第88章 救命名片夹 重置的柯南世界,唯一满级的我
第88章 救命名片夹
”虽然很想让你露个脸————但现在可不是时候啊。”
武器只有500日元硬幣和六角螺母。护具只有太阳镜。被击中的觉悟我早就做好了。
虽然也担心在上空飞著的基德的安危,但眼前的女人拿著危险物品,我不能移开视线。
真想哭啊。
“放马过来吧,蝎子。——让我来抱抱你。

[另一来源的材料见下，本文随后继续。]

//! Server side of the qi-messaging protocol.
//!
//! A [`Server`] listens on a transport URL, authenticates every accepted
//! connection, and routes messages by `(service, object)` to registered
//! [`Actor`]s. [`BasicObject`] supplies the generic object interface
//! (introspection, signals, properties, statistics, tracing) so services
//! only provide their user actions. A server bound with
//! [`Server::bind_directory`] additionally hosts the service directory as
//! service 1 and announces registrations on its signals.

#![forbid(unsafe_code)]
#![warn(missing_docs)]

pub mod auth;
pub mod channel;
pub mod directory;
mod errors;
pub mod object;
pub mod router;
pub mod signals;

use std::sync::atomic::{AtomicBool, AtomicU32, Ordering};
use std::sync::{Arc, Mutex, MutexGuard, PoisonError};

pub use auth::{AuthOutcome, Authenticator, PermissiveAuthenticator, UserTokenAuthenticator};
pub use channel::{Channel, ReplySink};
pub use directory::{directory_meta, directory_object, ServiceDirectory};
pub use errors::{DirectoryError, ServerError};
pub use object::{
    ActionFuture, ActionHandler, Activation, Actor, BasicObject, ObjectBuilder, PropertyHook,
    Terminator,
};
pub use router::Router;
pub use signals::SignalHub;

use qibus_net::{consumer, machine_id, Endpoint, Listener, Stream};
use qibus_proto::capability::KEY_NEW_TOKEN;
use qibus_proto::meta::action;
use qibus_proto::{AuthState, CapabilityMap, Header, Kind, Message, ServiceInfo, Value};

fn lock<T>(mutex: &Mutex<T>) -> MutexGuard<'_, T> {
    mutex.lock().unwrap_or_else(PoisonError::into_inner)
}

/// The directory hosted by this server, when bound with
/// [`Server::bind_directory`].
struct DirectoryHost {
    state: Arc<Mutex<ServiceDirectory>>,
    object: BasicObject,
}

struct ServerInner {
    url: String,
    router: Router,
    authenticator: Arc<dyn Authenticator>,
    directory: Option<DirectoryHost>,
    /// Id source for servers without a directory.
    next_private_id: AtomicU32,
}

/// A listening qi-messaging server.
pub struct Server {
    inner: Arc<ServerInner>,
    listener: Listener,
}

impl Server {
    /// Bind a router-only server (a private namespace: service ids come
    /// from a process-local counter and are not discoverable).
    pub async fn bind(
        addr: &str,
        authenticator: Arc<dyn Authenticator>,
    ) -> Result<Self, ServerError> {
        let listener = Listener::bind(addr).await?;
        let inner = Arc::new(ServerInner {
            url: listener.url().to_string(),
            router: Router::new(),
            authenticator,
            directory: None,
            next_private_id: AtomicU32::new(1),
        });
        Ok(Self { inner, listener })
    }

    /// Bind a server hosting the service directory as service 1.
    ///
    /// The directory registers itself first, so the first user service
    /// receives id 2.
    pub async fn bind_directory(
        addr: &str,
        authenticator: Arc<dyn Authenticator>,
    ) -> Result<Self, ServerError> {
        let listener = Listener::bind(addr).await?;
        let url = listener.url().to_string();

        let state = Arc::new(Mutex::new(ServiceDirectory::new()));
        let object = directory_object(state.clone());
        let id = {
            let mut directory = lock(&state);
            let id = directory.register_service(ServiceInfo {
                name: "ServiceDirectory".to_string(),
                service_id: 0,
                machine_id: machine_id().to_string(),
                process_id: std::process::id(),
                endpoints: vec![url.clone()],
                session_id: String::new(),
            })?;
            directory.service_ready(id)?;
            id
        };

        let inner = Arc::new(ServerInner {
            url,
            router: Router::new(),
            authenticator,
            directory: Some(DirectoryHost { state, object: object.clone() }),
            next_private_id: AtomicU32::new(1),
        });
        inner
            .router
            .add_service(id, "ServiceDirectory", Arc::new(object), Arc::new(|| {}))
            .await?;
        Ok(Self { inner, listener })
    }

    /// The bound URL, with the kernel-assigned port resolved.
    pub fn url(&self) -> &str {
        &self.inner.url
    }

    /// Export an actor as a new service's main object.
    ///
    /// With a hosted directory the id comes from registration and the
    /// service is announced on `serviceAdded` once routing is in place.
    pub async fn add_service(
        &self,
        name: &str,
        actor: Arc<dyn Actor>,
    ) -> Result<u32, ServerError> {
        let inner = &self.inner;
        let id = match &inner.directory {
            Some(host) => lock(&host.state).register_service(ServiceInfo {
                name: name.to_string(),
                service_id: 0,
                machine_id: machine_id().to_string(),
                process_id: std::process::id(),
                endpoints: vec![inner.url.clone()],
                session_id: String::new(),
            })?,
            None => inner.next_private_id.fetch_add(1, Ordering::Relaxed),
        };

        let terminate: Terminator = {
            let weak = Arc::downgrade(inner);
            Arc::new(move || {
                if let Some(inner) = weak.upgrade() {
                    tokio::spawn(async move {
                        remove_service(&inner, id).await;
                    });
                }
            })
        };
        inner.router.add_service(id, name, actor, terminate).await?;

        if let Some(host) = &inner.directory {
            let info = lock(&host.state).service_ready(id)?;
            host.object
                .emit_signal(directory::uid::SERVICE_ADDED, service_event_payload(&info))
                .await?;
        }
        Ok(id)
    }

    /// Export an extra object under an existing service, returning its id.
    pub async fn add_object(
        &self,
        service_id: u32,
        actor: Arc<dyn Actor>,
    ) -> Result<u32, ServerError> {
        let terminate: Terminator = Arc::new(|| {});
        self.inner.router.add_object(service_id, actor, terminate).await
    }

    /// Unregister a service and terminate its objects.
    pub async fn remove_service(&self, id: u32) {
        remove_service(&self.inner, id).await;
    }

    /// Accept connections until the listener fails.
    pub async fn run(&self) -> Result<(), ServerError> {
        tracing::info!("serving on {}", self.inner.url);
        loop {
            match self.listener.accept().await {
                Ok(stream) => {
                    let inner = self.inner.clone();
                    tokio::spawn(async move {
                        serve_connection(stream, inner);
                    });
                },
                Err(err) => {
                    tracing::error!("accept failed: {err}");
                    return Err(err.into());
                },
            }
        }
    }
}

impl std::fmt::Debug for Server {
    fn fmt(&self, f: &mut std::fmt::Formatter<'_>) -> std::fmt::Result {
        f.debug_struct("Server")
            .field("url", &self.inner.url)
            .field("directory", &self.inner.directory.is_some())
            .finish()
    }
}

async fn remove_service(inner: &Arc<ServerInner>, id: u32) {
    let Some((name, actors)) = inner.router.remove_service(id) else {
        return;
    };
    for actor in actors {
        actor.on_terminate().await;
    }
    if let Some(host) = &inner.directory {
        let removal = lock(&host.state).unregister_service(id);
        match removal {
            Ok((info, true)) => {
                if let Err(err) = host
                    .object
                    .emit_signal(directory::uid::SERVICE_REMOVED, service_event_payload(&info))
                    .await
                {
                    tracing::warn!("cannot announce removal of {name}: {err}");
                }
            },
            Ok((_, false)) => {},
            Err(err) => tracing::debug!("service {name} not in directory: {err}"),
        }
    }
}

fn service_event_payload(info: &ServiceInfo) -> bytes::Bytes {
    let mut w = qibus_proto::ByteWriter::new();
    qibus_proto::ServiceEvent { service_id: info.service_id, name: info.name.clone() }.write(&mut w);
    w.into_bytes()
}

/// Per-connection wiring: one endpoint, one auth gate, one routing
/// handler.
fn serve_connection(stream: Stream, inner: Arc<ServerInner>) {
    let peer = stream.peer().to_string();
    tracing::debug!("connection accepted from {peer}");

    let endpoint = Endpoint::new(stream);
    let channel = Channel::new(endpoint.clone());
    let authenticated = Arc::new(AtomicBool::new(false));

    endpoint.add_handler(
        Box::new(|hdr: &Header| {
            let wanted = matches!(
                hdr.kind(),
                Some(Kind::Call | Kind::Post | Kind::Cancel | Kind::Capability)
            );
            (wanted, true)
        }),
        consumer(move |msg| {
            let inner = inner.clone();
            let channel = channel.clone();
            let authenticated = authenticated.clone();
            async move {
                route_message(&inner, &channel, &authenticated, msg).await;
                Ok(())
            }
        }),
        Box::new(move |_| {
            tracing::debug!("connection closed: {peer}");
        }),
    );
}

async fn route_message(
    inner: &Arc<ServerInner>,
    channel: &Channel,
    authenticated: &Arc<AtomicBool>,
    msg: Message,
) {
    let header = msg.header;
    match header.kind() {
        // Legacy capability exchange: peers predating the authenticate
        // action propose their map in a raw frame. The credentials still
        // go through the authenticator, and only a grant is answered -
        // any capability frame back reads as acceptance on the peer side,
        // and the exchange has no way to carry a refusal or a token
        // renewal round.
        Some(Kind::Capability) => match CapabilityMap::from_payload(&msg.payload) {
            Ok(request) => {
                let outcome = inner.authenticator.authenticate(&request);
                if outcome.state == AuthState::Done {
                    authenticated.store(true, Ordering::Release);
                    let mut reply = CapabilityMap::preferred("", "");
                    reply.set_authenticated();
                    if let Err(err) = channel.send_capabilities(&reply).await {
                        tracing::debug!("cannot answer capability frame: {err}");
                    }
                } else {
                    tracing::info!("capability exchange refused by the authenticator");
                }
            },
            Err(err) => tracing::info!("malformed capability frame: {err}"),
        },
        Some(Kind::Call)
            if header.service() == 0
                && header.object() == 0
                && header.action() == action::AUTHENTICATE =>
        {
            handle_authenticate(inner, channel, authenticated, &msg).await;
        },
        // Introspection of the authentication service itself is allowed
        // before the handshake completes.
        Some(Kind::Call)
            if header.service() == 0
                && header.object() == 0
                && header.action() == action::META_OBJECT =>
        {
            let mut w = qibus_proto::ByteWriter::new();
            qibus_proto::meta::service0_meta().write(&mut w);
            if let Err(err) = channel.send_reply(&header, w.into_bytes()).await {
                tracing::debug!("cannot answer service 0 introspection: {err}");
            }
        },
        _ if !authenticated.load(Ordering::Acquire) => {
            tracing::info!("message before authentication: {header:?}");
            if header.kind() == Some(Kind::Call) {
                let detail = ServerError::NotAuthenticated.to_string();
                if let Err(err) = channel.send_error(&header, &detail).await {
                    tracing::debug!("cannot refuse unauthenticated call: {err}");
                }
            }
        },
        Some(Kind::Call | Kind::Post | Kind::Cancel) => {
            inner.router.dispatch(msg, channel).await;
        },
        _ => tracing::info!("server ignoring message: {header:?}"),
    }
}

async fn handle_authenticate(
    inner: &Arc<ServerInner>,
    channel: &Channel,
    authenticated: &Arc<AtomicBool>,
    msg: &Message,
) {
    match CapabilityMap::from_payload(&msg.payload) {
        Ok(request) => {
            let outcome = inner.authenticator.authenticate(&request);
            let mut reply = CapabilityMap::new();
            reply.set_state(outcome.state);
            if let Some(token) = outcome.new_token {
                reply.insert(KEY_NEW_TOKEN, Value::from_string(&token));
            }
            if outcome.state == AuthState::Done {
                authenticated.store(true, Ordering::Release);
            }
            if let Err(err) = channel.send_reply(&msg.header, reply.to_payload()).await {
                tracing::debug!("cannot answer authenticate: {err}");
            }
        },
        Err(err) => {
            let detail = format!("malformed capability map: {err}");
            if let Err(send_err) = channel.send_error(&msg.header, &detail).await {
                tracing::debug!("cannot refuse authenticate: {send_err}");
            }
        },
    }
}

”
指示枪口的光点——雷射瞄准器,將我的太阳镜映成了红色。
枪声在黑暗中迴响,两个人影在其中疯狂地缠斗著。
(就算说得再帅又有什么用————可恶!)
左臂已经动弹不得。因为心臟被瞄准,我反射性地用500日元硬幣砸过去改变了弹道,结果反而中了两枪。
对手的武器是带消音器的手枪。没错,是瓦尔特吧?
可能是因为装了多余的东西导致枪管变长,或者稍微重了一点,动作比预想的要慢。
托它的福,我还能徒手周旋————但是————
(仔细想想,如果当时真是直击心臟的话,挨了那一下不就好了吗!笨蛋!
我这个笨蛋!)
如果是那个连挨了那群混蛋长毛傢伙的子弹都没事的救命名片夹的话,肯定能挡住的。
心臟要是快停了,就像上次对付长毛时一样,在完全停止前用力捶打胸口把它敲醒就行。我已经掌握诀窍了。
“怎么了!连点声音都不出吗?!”
话说回来,这个黑衣人也太安静了。
虽说这是一步走错就立刻丧命的死亡游戏,但跳舞毕竟是跳舞。
我还是想多了解一下舞伴。
————另外,顺便说一句,能不能让我看看你的脸呢?
作为这个世界的一个规则,大型事件中的女性犯人,是美女的概率很高,这点毫无疑问。
不,应该说绝对是美女。我的直觉是这么告诉我的。
总之,哪怕只是听听声音也好,我试著搭了话,但换来的却是子弹的回礼。
在卡里奥斯特罗的时候,没能问出本名,给我的个人规则留下了污点。
这次至少得確认一下长相才行——————哎哟。
(啊,这个躲不掉了)
从枪口指向来看,目標是右臂。要是双手都不能用了,那真的就无力回天,死路一条了。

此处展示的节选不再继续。